* [SUPPLIED INFORMATION]
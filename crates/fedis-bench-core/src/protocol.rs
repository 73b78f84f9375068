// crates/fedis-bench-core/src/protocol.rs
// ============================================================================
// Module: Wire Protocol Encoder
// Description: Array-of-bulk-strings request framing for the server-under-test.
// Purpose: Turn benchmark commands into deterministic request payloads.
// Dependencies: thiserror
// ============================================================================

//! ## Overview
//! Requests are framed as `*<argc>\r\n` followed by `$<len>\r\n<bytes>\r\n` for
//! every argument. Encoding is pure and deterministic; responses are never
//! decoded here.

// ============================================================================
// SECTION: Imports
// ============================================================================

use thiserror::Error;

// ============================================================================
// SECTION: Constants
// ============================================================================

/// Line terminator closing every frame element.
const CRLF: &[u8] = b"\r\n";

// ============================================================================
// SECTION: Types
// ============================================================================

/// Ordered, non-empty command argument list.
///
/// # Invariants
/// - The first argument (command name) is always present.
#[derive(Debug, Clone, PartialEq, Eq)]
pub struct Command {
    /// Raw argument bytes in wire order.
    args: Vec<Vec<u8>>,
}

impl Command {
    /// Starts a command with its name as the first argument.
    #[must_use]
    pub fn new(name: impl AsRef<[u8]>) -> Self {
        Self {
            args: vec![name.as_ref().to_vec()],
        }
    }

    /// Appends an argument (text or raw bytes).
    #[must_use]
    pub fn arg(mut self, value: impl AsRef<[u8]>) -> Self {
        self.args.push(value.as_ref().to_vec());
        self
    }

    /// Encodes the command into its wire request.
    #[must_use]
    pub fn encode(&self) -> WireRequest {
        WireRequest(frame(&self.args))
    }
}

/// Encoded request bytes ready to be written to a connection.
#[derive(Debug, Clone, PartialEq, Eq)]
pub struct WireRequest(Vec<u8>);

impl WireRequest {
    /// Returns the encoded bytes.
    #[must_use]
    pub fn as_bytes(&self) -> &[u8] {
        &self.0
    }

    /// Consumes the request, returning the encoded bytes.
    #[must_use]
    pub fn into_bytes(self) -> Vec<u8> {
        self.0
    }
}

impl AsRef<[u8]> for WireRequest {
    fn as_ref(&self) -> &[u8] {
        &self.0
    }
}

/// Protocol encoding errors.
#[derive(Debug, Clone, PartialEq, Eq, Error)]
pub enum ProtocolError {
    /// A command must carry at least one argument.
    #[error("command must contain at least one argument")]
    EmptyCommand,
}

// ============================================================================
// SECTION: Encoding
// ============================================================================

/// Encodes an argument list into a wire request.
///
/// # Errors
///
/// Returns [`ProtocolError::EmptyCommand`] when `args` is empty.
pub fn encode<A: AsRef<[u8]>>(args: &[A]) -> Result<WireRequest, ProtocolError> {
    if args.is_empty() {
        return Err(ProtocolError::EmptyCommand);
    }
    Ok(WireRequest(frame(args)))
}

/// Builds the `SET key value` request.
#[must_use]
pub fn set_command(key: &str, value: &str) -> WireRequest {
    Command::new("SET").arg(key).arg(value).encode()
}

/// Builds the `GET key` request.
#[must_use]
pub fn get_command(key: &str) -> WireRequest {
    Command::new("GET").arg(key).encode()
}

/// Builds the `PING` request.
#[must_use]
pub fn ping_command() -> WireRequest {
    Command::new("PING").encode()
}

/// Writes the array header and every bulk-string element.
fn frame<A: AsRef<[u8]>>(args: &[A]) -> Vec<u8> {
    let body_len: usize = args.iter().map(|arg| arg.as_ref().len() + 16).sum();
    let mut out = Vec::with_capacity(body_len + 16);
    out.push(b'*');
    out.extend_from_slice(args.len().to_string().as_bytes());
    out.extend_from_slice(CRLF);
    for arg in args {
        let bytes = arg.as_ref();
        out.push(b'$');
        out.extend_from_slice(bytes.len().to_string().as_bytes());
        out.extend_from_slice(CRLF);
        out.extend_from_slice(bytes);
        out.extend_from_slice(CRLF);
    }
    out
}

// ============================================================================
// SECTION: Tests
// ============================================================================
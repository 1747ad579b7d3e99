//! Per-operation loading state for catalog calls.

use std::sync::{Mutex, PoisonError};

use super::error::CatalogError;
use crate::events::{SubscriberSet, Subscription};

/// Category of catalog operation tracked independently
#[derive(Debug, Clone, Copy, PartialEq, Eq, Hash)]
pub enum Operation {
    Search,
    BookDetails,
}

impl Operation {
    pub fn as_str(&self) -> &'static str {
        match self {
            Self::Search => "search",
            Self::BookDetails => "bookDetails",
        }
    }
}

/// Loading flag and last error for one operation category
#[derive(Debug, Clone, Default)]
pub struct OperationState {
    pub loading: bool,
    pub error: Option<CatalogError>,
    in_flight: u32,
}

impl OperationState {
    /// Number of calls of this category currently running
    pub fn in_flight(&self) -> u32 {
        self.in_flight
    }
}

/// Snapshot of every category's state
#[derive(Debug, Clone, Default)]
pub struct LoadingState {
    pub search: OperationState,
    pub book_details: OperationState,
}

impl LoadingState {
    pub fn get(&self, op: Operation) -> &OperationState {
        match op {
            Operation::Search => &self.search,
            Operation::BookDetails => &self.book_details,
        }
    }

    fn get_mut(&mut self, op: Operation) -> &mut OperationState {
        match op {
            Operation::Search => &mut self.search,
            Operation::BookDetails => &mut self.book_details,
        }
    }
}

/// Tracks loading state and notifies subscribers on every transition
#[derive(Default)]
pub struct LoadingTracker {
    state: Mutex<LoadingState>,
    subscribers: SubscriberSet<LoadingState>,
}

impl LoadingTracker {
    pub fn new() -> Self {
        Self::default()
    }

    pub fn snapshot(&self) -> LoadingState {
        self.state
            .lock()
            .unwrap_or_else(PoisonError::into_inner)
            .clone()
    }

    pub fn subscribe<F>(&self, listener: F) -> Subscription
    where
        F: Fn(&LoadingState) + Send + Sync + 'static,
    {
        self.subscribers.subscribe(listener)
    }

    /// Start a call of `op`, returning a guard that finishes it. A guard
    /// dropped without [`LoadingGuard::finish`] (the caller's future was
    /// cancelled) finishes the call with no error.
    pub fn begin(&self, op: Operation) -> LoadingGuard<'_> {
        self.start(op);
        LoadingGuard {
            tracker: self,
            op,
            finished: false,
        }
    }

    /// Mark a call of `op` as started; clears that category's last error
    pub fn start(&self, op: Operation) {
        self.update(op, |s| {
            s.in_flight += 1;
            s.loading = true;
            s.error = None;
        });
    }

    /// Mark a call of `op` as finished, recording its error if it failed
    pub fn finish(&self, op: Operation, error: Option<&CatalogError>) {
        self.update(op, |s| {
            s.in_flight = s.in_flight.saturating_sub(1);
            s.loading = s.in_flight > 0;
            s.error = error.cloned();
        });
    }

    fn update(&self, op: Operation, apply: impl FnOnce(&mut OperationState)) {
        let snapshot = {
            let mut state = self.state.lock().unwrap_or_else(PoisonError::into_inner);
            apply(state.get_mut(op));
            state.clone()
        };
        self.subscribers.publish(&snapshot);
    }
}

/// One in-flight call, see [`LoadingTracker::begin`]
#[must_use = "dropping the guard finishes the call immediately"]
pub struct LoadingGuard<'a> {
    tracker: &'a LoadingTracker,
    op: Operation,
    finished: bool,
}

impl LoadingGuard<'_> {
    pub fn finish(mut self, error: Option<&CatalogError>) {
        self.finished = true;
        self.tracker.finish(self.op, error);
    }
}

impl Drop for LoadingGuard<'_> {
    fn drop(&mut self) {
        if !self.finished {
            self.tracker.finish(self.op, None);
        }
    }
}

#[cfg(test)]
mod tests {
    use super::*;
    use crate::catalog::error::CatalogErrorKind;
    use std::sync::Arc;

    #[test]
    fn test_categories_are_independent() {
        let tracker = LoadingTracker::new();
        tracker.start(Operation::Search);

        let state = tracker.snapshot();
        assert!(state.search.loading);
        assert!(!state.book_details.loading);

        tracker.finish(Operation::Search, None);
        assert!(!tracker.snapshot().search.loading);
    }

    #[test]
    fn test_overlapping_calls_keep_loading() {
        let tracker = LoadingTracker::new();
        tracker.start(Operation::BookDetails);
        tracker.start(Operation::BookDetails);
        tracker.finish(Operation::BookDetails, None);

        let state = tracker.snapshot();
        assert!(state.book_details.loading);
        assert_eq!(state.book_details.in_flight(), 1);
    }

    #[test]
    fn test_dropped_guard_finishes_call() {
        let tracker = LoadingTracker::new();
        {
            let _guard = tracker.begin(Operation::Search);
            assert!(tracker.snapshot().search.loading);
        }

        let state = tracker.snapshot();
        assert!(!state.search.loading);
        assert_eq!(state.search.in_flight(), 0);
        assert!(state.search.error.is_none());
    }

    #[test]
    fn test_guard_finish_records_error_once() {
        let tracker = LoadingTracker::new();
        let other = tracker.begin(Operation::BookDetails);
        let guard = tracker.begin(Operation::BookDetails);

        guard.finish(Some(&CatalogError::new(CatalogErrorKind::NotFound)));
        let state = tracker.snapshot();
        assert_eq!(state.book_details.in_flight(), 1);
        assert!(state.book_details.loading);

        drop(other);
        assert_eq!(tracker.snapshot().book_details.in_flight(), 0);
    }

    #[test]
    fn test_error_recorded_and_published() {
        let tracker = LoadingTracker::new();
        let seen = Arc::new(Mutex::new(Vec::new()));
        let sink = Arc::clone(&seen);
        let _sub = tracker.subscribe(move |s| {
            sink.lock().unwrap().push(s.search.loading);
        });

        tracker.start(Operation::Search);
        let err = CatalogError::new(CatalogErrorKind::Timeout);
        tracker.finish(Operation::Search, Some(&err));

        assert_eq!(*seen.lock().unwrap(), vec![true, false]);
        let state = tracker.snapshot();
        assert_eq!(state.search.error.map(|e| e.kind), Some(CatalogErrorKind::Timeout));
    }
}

* [WHAT YOU NEED TO DO] Reproduce the lines of the entries above from the one with "assert!(tracker.snapshot().search.loading);" to the one with "sink.lock().unwrap().push(s.search.loading);", both included, exactly and without any other line.

* [REPLY TO THE EXERCISE]
            assert!(tracker.snapshot().search.loading);
        }

        let state = tracker.snapshot();
        assert!(!state.search.loading);
        assert_eq!(state.search.in_flight(), 0);
        assert!(state.search.error.is_none());
    }

    #[test]
    fn test_guard_finish_records_error_once() {
        let tracker = LoadingTracker::new();
        let other = tracker.begin(Operation::BookDetails);
        let guard = tracker.begin(Operation::BookDetails);

        guard.finish(Some(&CatalogError::new(CatalogErrorKind::NotFound)));
        let state = tracker.snapshot();
        assert_eq!(state.book_details.in_flight(), 1);
        assert!(state.book_details.loading);

        drop(other);
        assert_eq!(tracker.snapshot().book_details.in_flight(), 0);
    }

    #[test]
    fn test_error_recorded_and_published() {
        let tracker = LoadingTracker::new();
        let seen = Arc::new(Mutex::new(Vec::new()));
        let sink = Arc::clone(&seen);
        let _sub = tracker.subscribe(move |s| {
            sink.lock().unwrap().push(s.search.loading);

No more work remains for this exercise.